= 1850s Pacific typhoon seasons =

This article encompasses the 1850s Pacific typhoon seasons. The list is very incomplete; information on early typhoon seasons is patchy and relies heavily on individual observations of travellers and ships. There were no comprehensive records kept by a central organisation at this early time.

== 1850 season ==
A typhoon struck Manila Bay in the Philippines in May. Around 1850, a typhoon killed about 50 people on Rongelap Atoll in the Marshall Islands. Two fierce typhoons struck Japan in August and September 1850; the first one, a powerful storm comparable to the 1828 Siebold typhoon, struck Buzen Province in northeastern Kyushu and rolled through the Chugoku region on 18 August, destroying 459 houses in the Akizuki Domain (now central Fukuoka Prefecture) alone; and the second one affected much of western Japan between the Kyushu and Chubu regions on 12 September.

== 1851 season ==
A typhoon struck Passi in the Philippines in December.

== 1852 season ==
- Typhoon at Miyako
Typhoon recorded at Miyako in the Ryukyu Islands. Miyako was also hit by a storm surge. 3,000 people died in the subsequent famine and disease.

A typhoon was also reported near Vietnam.

== 1853 season ==
On 17 July, ships near Okinawa reported falling pressure and increasing winds, a sign of an approaching storm. During the subsequent days, swells became stronger as the storm moved toward northeastern China. On 22 July, the barometer aboard USS Supply subsided to 28.74 inHg, and winds increased to force-10. The winds split the inner jib and the foresail of the British schooner Eament. The storm stalled off the east coast of China, and when the Eament encountered the eye, it reported a barometric pressure of 28.14 inHg. Turning back east, the storm moved through the Ryukyu Islands. The ship-based observations suggest a spatially enormous, slow moving tropical storm (or typhoon) in the East China Sea, and force-6 winds continued to be reported through 31 July.
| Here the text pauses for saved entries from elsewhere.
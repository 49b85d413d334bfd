//! Fixtures shared by handler and auth tests: signed tokens, an app over the
//! in-memory store, and a local stand-in for the Gemini endpoint.

use axum::{
    body::{to_bytes, Body},
    http::{Request, StatusCode},
    routing::post,
    Json, Router,
};
use jsonwebtoken::{encode, Algorithm, DecodingKey, EncodingKey, Header};
use serde::Serialize;
use serde_json::{json, Value};
use std::sync::Arc;
use tower::ServiceExt;

use crate::app::{create_app, AppState};
use crate::auth::JwksCache;
use crate::config::{Environment, Settings};
use crate::services::{AiClient, MemoryProjectStore, ProjectStore};

pub const TEST_ISSUER: &str = "https://securetoken.google.com/printcalc-test";
pub const TEST_AUDIENCE: &str = "printcalc-test";
pub const TEST_MODEL: &str = "test-model";

const TEST_KID: &str = "test-key";
const PRIVATE_KEY: &str = include_str!("../fixtures/jwt_test_key.pem");
const PUBLIC_KEY: &str = include_str!("../fixtures/jwt_test_key.pub.pem");

/// Unreachable address: any request to it fails fast.
pub const UNREACHABLE_URL: &str = "http://127.0.0.1:9";

pub fn sign<T: Serialize>(claims: &T) -> String {
    let mut header = Header::new(Algorithm::RS256);
    header.kid = Some(TEST_KID.to_string());
    let key = EncodingKey::from_rsa_pem(PRIVATE_KEY.as_bytes()).unwrap();
    encode(&header, claims, &key).unwrap()
}

/// A valid one-hour token for `sub`.
pub fn bearer_token(sub: &str) -> String {
    let now = chrono::Utc::now().timestamp();
    sign(&json!({
        "sub": sub,
        "aud": TEST_AUDIENCE,
        "iss": TEST_ISSUER,
        "iat": now,
        "exp": now + 3600,
    }))
}

pub fn jwks_cache() -> JwksCache {
    let cache = JwksCache::new(
        reqwest::Client::new(),
        format!("{}/jwks", UNREACHABLE_URL),
        TEST_ISSUER.to_string(),
        TEST_AUDIENCE.to_string(),
        3600,
    );
    cache.insert_key(
        TEST_KID,
        DecodingKey::from_rsa_pem(PUBLIC_KEY.as_bytes()).unwrap(),
    );
    cache
}

fn settings(gemini_base_url: &str, max_upload_bytes: usize) -> Settings {
    Settings {
        env: Environment::Dev,
        server_addr: "127.0.0.1:0".to_string(),
        database_url: None,
        database_max_connections: 1,
        redis_url: None,
        redis_cache_ttl_seconds: 60,
        cors_allow_origins: vec!["http://localhost:3000".to_string()],
        auth_jwks_url: format!("{}/jwks", UNREACHABLE_URL),
        auth_jwt_issuer: TEST_ISSUER.to_string(),
        auth_jwt_audience: TEST_AUDIENCE.to_string(),
        jwks_cache_ttl_seconds: 3600,
        gemini_api_key: "test-api-key".to_string(),
        gemini_base_url: gemini_base_url.to_string(),
        gemini_model: TEST_MODEL.to_string(),
        ai_timeout_seconds: 5,
        analysis_max_upload_bytes: max_upload_bytes,
    }
}

/// Full application over a fresh in-memory store, no Redis.
pub fn app(gemini_base_url: &str, max_upload_bytes: usize) -> Router {
    let settings = settings(gemini_base_url, max_upload_bytes);
    let ai_client = AiClient::new(
        &settings.gemini_base_url,
        &settings.gemini_api_key,
        &settings.gemini_model,
        settings.ai_timeout_seconds,
    )
    .unwrap();
    let store: Arc<dyn ProjectStore> = Arc::new(MemoryProjectStore::new());

    create_app(AppState::new(store, settings, jwks_cache(), None, ai_client))
}

/// Serve a fixed `generateContent` reply on a local port; returns the base URL.
pub async fn mock_gemini(reply: Value) -> String {
    let mock = Router::new().route(
        "/models/:action",
        post(move || {
            let reply = reply.clone();
            async move { Json(reply) }
        }),
    );

    let listener = tokio::net::TcpListener::bind("127.0.0.1:0").await.unwrap();
    let addr = listener.local_addr().unwrap();
    tokio::spawn(async move {
        axum::serve(listener, mock).await.unwrap();
    });

    format!("http://{}", addr)
}

/// Run one request through the router. Empty or non-JSON bodies come back as `Null`.
pub async fn send(router: &Router, request: Request<Body>) -> (StatusCode, Value) {
    let response = router.clone().oneshot(request).await.unwrap();
    let status = response.status();
    let bytes = to_bytes(response.into_body(), usize::MAX).await.unwrap();
    let body = serde_json::from_slice(&bytes).unwrap_or(Value::Null);
    (status, body)
}
//! Database connection pool management

use anyhow::{Context, Result};
use sqlx::{
    postgres::{PgConnectOptions, PgPoolOptions},
    PgPool,
};
use std::str::FromStr;
use std::time::Duration;

/// Create a PostgreSQL connection pool and bring the schema up to date
pub async fn create_pool(database_url: &str, max_connections: u32) -> Result<PgPool> {
    let connect_options = PgConnectOptions::from_str(database_url)
        .context("Invalid DATABASE_URL")?
        .application_name("printcalc-backend");

    let pool = PgPoolOptions::new()
        .max_connections(max_connections)
        .min_connections(1)
        .acquire_timeout(Duration::from_secs(5))
        .idle_timeout(Duration::from_secs(300))
        .max_lifetime(Duration::from_secs(1800))
        .connect_with(connect_options)
        .await
        .context("Failed to connect to PostgreSQL")?;

    sqlx::migrate!("./migrations")
        .run(&pool)
        .await
        .context("Failed to run database migrations")?;

    tracing::info!(max_connections, "Database connection pool established");

    Ok(pool)
}
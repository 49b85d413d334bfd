//! Display helpers: rounding for presentation and the shareable text summary.

use serde::{Deserialize, Serialize};

use super::coerce::string_or_empty;
use super::pricing::{CostBreakdown, JobInputs};

/// Round to cents for display. Never feed the result back into a calculation.
pub fn round_currency(amount: f64) -> f64 {
    (amount * 100.0).round() / 100.0
}

pub fn format_amount(amount: f64, currency: &str) -> String {
    format!("{:.2} {}", round_currency(amount), currency)
}

/// Request body for the share summary: the job inputs plus a display name.
#[derive(Debug, Clone, Default, Deserialize)]
#[serde(rename_all = "camelCase")]
pub struct SummaryRequest {
    #[serde(default, deserialize_with = "string_or_empty")]
    pub job_name: String,
    #[serde(flatten)]
    pub inputs: JobInputs,
}

#[derive(Debug, Clone, Serialize)]
#[serde(rename_all = "camelCase")]
pub struct SummaryResponse {
    pub text: String,
    pub breakdown: CostBreakdown,
}

/// Plain-text breakdown suitable for sharing or the clipboard.
pub fn share_summary(job_name: &str, inputs: &JobInputs, breakdown: &CostBreakdown) -> String {
    let currency = inputs.currency_code.as_str();
    let name = match job_name.trim() {
        "" => "Untitled",
        name => name,
    };

    let mut lines = vec![
        format!("3D print job: {}", name),
        "---".to_string(),
        format!("Filament: {}", format_amount(breakdown.filament_cost, currency)),
        format!(
            "Electricity: {}",
            format_amount(breakdown.electricity_cost, currency)
        ),
        format!("Labor: {}", format_amount(breakdown.labor_cost, currency)),
    ];

    if inputs.include_machine_costs {
        lines.push(format!(
            "Machine & maintenance: {}",
            format_amount(breakdown.machine_cost, currency)
        ));
    }

    lines.extend([
        format!(
            "Other costs: {}",
            format_amount(breakdown.other_costs_total, currency)
        ),
        "---".to_string(),
        format!("Sub-total: {}", format_amount(breakdown.sub_total, currency)),
        format!(
            "Profit ({}%): {}",
            inputs.profit_percentage,
            format_amount(breakdown.profit_amount, currency)
        ),
        format!(
            "VAT ({}%): {}",
            inputs.vat_percentage,
            format_amount(breakdown.vat_amount, currency)
        ),
        "---".to_string(),
        format!(
            "Final price: {}",
            format_amount(breakdown.final_price, currency)
        ),
    ]);

    lines.join("\n")
}
//! Success envelope shared by every endpoint

use axum::{
    response::{IntoResponse, Response},
    Json,
};
use serde::Serialize;

/// Response for single data item
#[derive(Debug, Serialize)]
pub struct DataResponse<T: Serialize> {
    pub data: T,
}

impl<T: Serialize> DataResponse<T> {
    pub fn new(data: T) -> Self {
        Self { data }
    }
}

impl<T: Serialize> IntoResponse for DataResponse<T> {
    fn into_response(self) -> Response {
        Json(self).into_response()
    }
}
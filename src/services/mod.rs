//! Service layer: external integrations and project persistence.
//!
//! Contains the Redis cache, the Gemini file-analysis client, the project
//! stores and the project operations built on them.

pub mod ai_client;
pub mod cache;
pub mod projects;
pub mod store;

pub use ai_client::AiClient;
pub use cache::RedisCache;
pub use store::{MemoryProjectStore, PgProjectStore, ProjectStore};
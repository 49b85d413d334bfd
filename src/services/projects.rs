//! Project persistence operations on top of a [`ProjectStore`].
//!
//! Saving is an upsert: a request without an id creates a project, a request
//! with an id merges the given fields over the stored ones. Both paths
//! validate the resulting record before anything is written.

use tracing::instrument;
use uuid::Uuid;

use crate::domain::{validate_project, Project, ProjectData, SaveProjectRequest};
use crate::error::{ApiError, ApiResult};
use crate::services::store::ProjectStore;

fn require_owner(owner_id: &str) -> ApiResult<()> {
    if owner_id.trim().is_empty() {
        return Err(ApiError::unauthorized("User is not authenticated."));
    }
    Ok(())
}

fn invalid_payload(e: serde_json::Error) -> ApiError {
    ApiError::bad_request(format!("Invalid project data: {}", e))
}

fn ensure_valid(data: &ProjectData) -> ApiResult<()> {
    let errors = validate_project(data);
    if errors.is_empty() {
        Ok(())
    } else {
        Err(ApiError::Validation(errors))
    }
}

fn project_not_found() -> ApiError {
    ApiError::not_found("Project not found")
}

/// Result of a save: the stored record and whether it was newly created.
#[derive(Debug)]
pub struct SavedProject {
    pub project: Project,
    pub created: bool,
}

/// Create or update a project.
#[instrument(skip(store, request), fields(project_id = ?request.id))]
pub async fn save_project(
    store: &dyn ProjectStore,
    owner_id: &str,
    request: SaveProjectRequest,
) -> ApiResult<SavedProject> {
    require_owner(owner_id)?;

    let id = request
        .project_id()
        .map_err(|_| ApiError::bad_request("Invalid project id."))?;
    let fields = request.form_fields();

    match id {
        None => {
            let data = ProjectData::from_fields(fields).map_err(invalid_payload)?;
            ensure_valid(&data)?;

            let project = store.insert(owner_id, &data).await?;
            tracing::info!(project_id = %project.id, "Project created");
            Ok(SavedProject {
                project,
                created: true,
            })
        }
        Some(id) => {
            let stored = store
                .get(owner_id, id)
                .await?
                .ok_or_else(project_not_found)?;

            let data = stored.data.merged_with(fields).map_err(invalid_payload)?;
            ensure_valid(&data)?;

            let project = store
                .update(owner_id, id, &data)
                .await?
                .ok_or_else(project_not_found)?;
            tracing::info!(project_id = %project.id, "Project updated");
            Ok(SavedProject {
                project,
                created: false,
            })
        }
    }
}

pub async fn get_project(store: &dyn ProjectStore, owner_id: &str, id: Uuid) -> ApiResult<Project> {
    require_owner(owner_id)?;

    store.get(owner_id, id).await?.ok_or_else(project_not_found)
}

/// One page of the owner's projects plus the total count.
pub async fn list_projects(
    store: &dyn ProjectStore,
    owner_id: &str,
    limit: u32,
    offset: u32,
) -> ApiResult<(Vec<Project>, u64)> {
    require_owner(owner_id)?;

    Ok(store.list(owner_id, limit, offset).await?)
}

#[instrument(skip(store))]
pub async fn delete_project(store: &dyn ProjectStore, owner_id: &str, id: Uuid) -> ApiResult<()> {
    require_owner(owner_id)?;

    if !store.delete(owner_id, id).await? {
        return Err(project_not_found());
    }
    tracing::info!(project_id = %id, "Project deleted");
    Ok(())
}

#[cfg(test)]
mod tests {
    use super::*;
    use crate::services::store::MemoryProjectStore;
    use serde_json::json;

    const OWNER: &str = "owner-a";

    fn request(value: serde_json::Value) -> SaveProjectRequest {
        serde_json::from_value(value).unwrap()
    }

    fn benchy() -> SaveProjectRequest {
        request(json!({
            "jobName": "Benchy",
            "filamentType": "PLA",
            "printingTimeHours": 1,
            "printingTimeMinutes": 30,
            "filamentWeightGrams": 15,
            "spoolPrice": 20,
            "vatPercentage": 21
        }))
    }

    #[tokio::test]
    async fn test_create_then_get() {
        let store = MemoryProjectStore::new();
        let created = save_project(&store, OWNER, benchy()).await.unwrap().project;

        let fetched = get_project(&store, OWNER, created.id).await.unwrap();
        assert_eq!(fetched.data.job_name, "Benchy");
        assert_eq!(fetched.data.inputs.spool_weight_grams, 1000.0);
        assert_eq!(fetched.owner_id, OWNER);
    }

    #[tokio::test]
    async fn test_update_merges_over_stored_fields() {
        let store = MemoryProjectStore::new();
        let created = save_project(&store, OWNER, benchy()).await.unwrap().project;

        let updated = save_project(
            &store,
            OWNER,
            request(json!({"id": created.id, "jobName": "Benchy v2", "vatPercentage": 0})),
        )
        .await
        .unwrap();

        assert!(!updated.created);
        let updated = updated.project;
        assert_eq!(updated.id, created.id);
        assert_eq!(updated.data.job_name, "Benchy v2");
        assert_eq!(updated.data.filament_type, "PLA");
        assert_eq!(updated.data.inputs.filament_weight_grams, 15.0);
        assert_eq!(updated.data.inputs.vat_percentage, 0.0);
        assert!(updated.updated_at >= created.updated_at);
        assert_eq!(store.list(OWNER, 20, 0).await.unwrap().1, 1);
    }

    #[tokio::test]
    async fn test_update_unknown_id_is_not_found() {
        let store = MemoryProjectStore::new();
        let err = save_project(
            &store,
            OWNER,
            request(json!({"id": Uuid::new_v4(), "jobName": "Ghost"})),
        )
        .await
        .unwrap_err();

        assert!(matches!(err, ApiError::NotFound(_)));
    }

    #[tokio::test]
    async fn test_invalid_project_is_not_written() {
        let store = MemoryProjectStore::new();
        let err = save_project(&store, OWNER, request(json!({"jobName": ""})))
            .await
            .unwrap_err();

        match err {
            ApiError::Validation(errors) => {
                assert!(errors.iter().any(|e| e.field == "jobName"));
            }
            other => panic!("expected validation error, got {:?}", other),
        }
        assert_eq!(store.list(OWNER, 20, 0).await.unwrap().1, 0);
    }

    #[tokio::test]
    async fn test_invalid_update_keeps_stored_record() {
        let store = MemoryProjectStore::new();
        let created = save_project(&store, OWNER, benchy()).await.unwrap().project;

        let err = save_project(
            &store,
            OWNER,
            request(json!({"id": created.id, "filamentWeightGrams": -5})),
        )
        .await
        .unwrap_err();

        assert!(matches!(err, ApiError::Validation(_)));
        let stored = get_project(&store, OWNER, created.id).await.unwrap();
        assert_eq!(stored.data.inputs.filament_weight_grams, 15.0);
    }

    #[tokio::test]
    async fn test_owner_scoping() {
        let store = MemoryProjectStore::new();
        let created = save_project(&store, OWNER, benchy()).await.unwrap().project;

        let err = get_project(&store, "owner-b", created.id).await.unwrap_err();
        assert!(matches!(err, ApiError::NotFound(_)));

        let err = save_project(
            &store,
            "owner-b",
            request(json!({"id": created.id, "jobName": "Mine now"})),
        )
        .await
        .unwrap_err();
        assert!(matches!(err, ApiError::NotFound(_)));
    }

    #[tokio::test]
    async fn test_empty_owner_is_rejected() {
        let store = MemoryProjectStore::new();

        let err = save_project(&store, "  ", benchy()).await.unwrap_err();
        assert!(matches!(err, ApiError::Unauthorized(_)));

        let err = list_projects(&store, "", 20, 0).await.unwrap_err();
        assert!(matches!(err, ApiError::Unauthorized(_)));
    }

    #[tokio::test]
    async fn test_delete_then_delete_again() {
        let store = MemoryProjectStore::new();
        let created = save_project(&store, OWNER, benchy()).await.unwrap().project;

        delete_project(&store, OWNER, created.id).await.unwrap();
        let err = delete_project(&store, OWNER, created.id).await.unwrap_err();
        assert!(matches!(err, ApiError::NotFound(_)));
    }

    #[tokio::test]
    async fn test_blank_id_creates() {
        let store = MemoryProjectStore::new();
        let saved = save_project(
            &store,
            OWNER,
            request(json!({
                "id": "",
                "jobName": "Hook",
                "filamentType": "PETG",
                "printingTimeMinutes": 40,
                "filamentWeightGrams": 8,
                "spoolPrice": 25
            })),
        )
        .await
        .unwrap();

        assert!(saved.created);
        assert_eq!(store.list(OWNER, 20, 0).await.unwrap().1, 1);
    }

    #[tokio::test]
    async fn test_malformed_id_is_bad_request() {
        let store = MemoryProjectStore::new();
        let err = save_project(
            &store,
            OWNER,
            request(json!({"id": "project-7", "jobName": "Hook"})),
        )
        .await
        .unwrap_err();

        assert!(matches!(err, ApiError::BadRequest(_)));
        assert_eq!(store.list(OWNER, 20, 0).await.unwrap().1, 0);
    }
}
In September 1853, a typhoon struck Guam.

== 1854 season ==
Typhoons were recorded at Okinawa in 1854.

== 1855 season ==
A typhoon struck Guam in September.

== 1856 season ==
A powerful typhoon struck Edo (modern-day Tokyo) on 23 September and briskly swept across eastern Japan through the 24th. Extensive property damage and many casualties were reported, most of which were caused by severe storm surges.

== 1858 season ==
There were two tropical cyclones in the western Pacific in 1858, one of which was a typhoon.

== 1859 season ==
A typhoon moving north-northeastward passed west of Hokkaido on 23 August. Strong winds were observed in the Oshima Peninsula.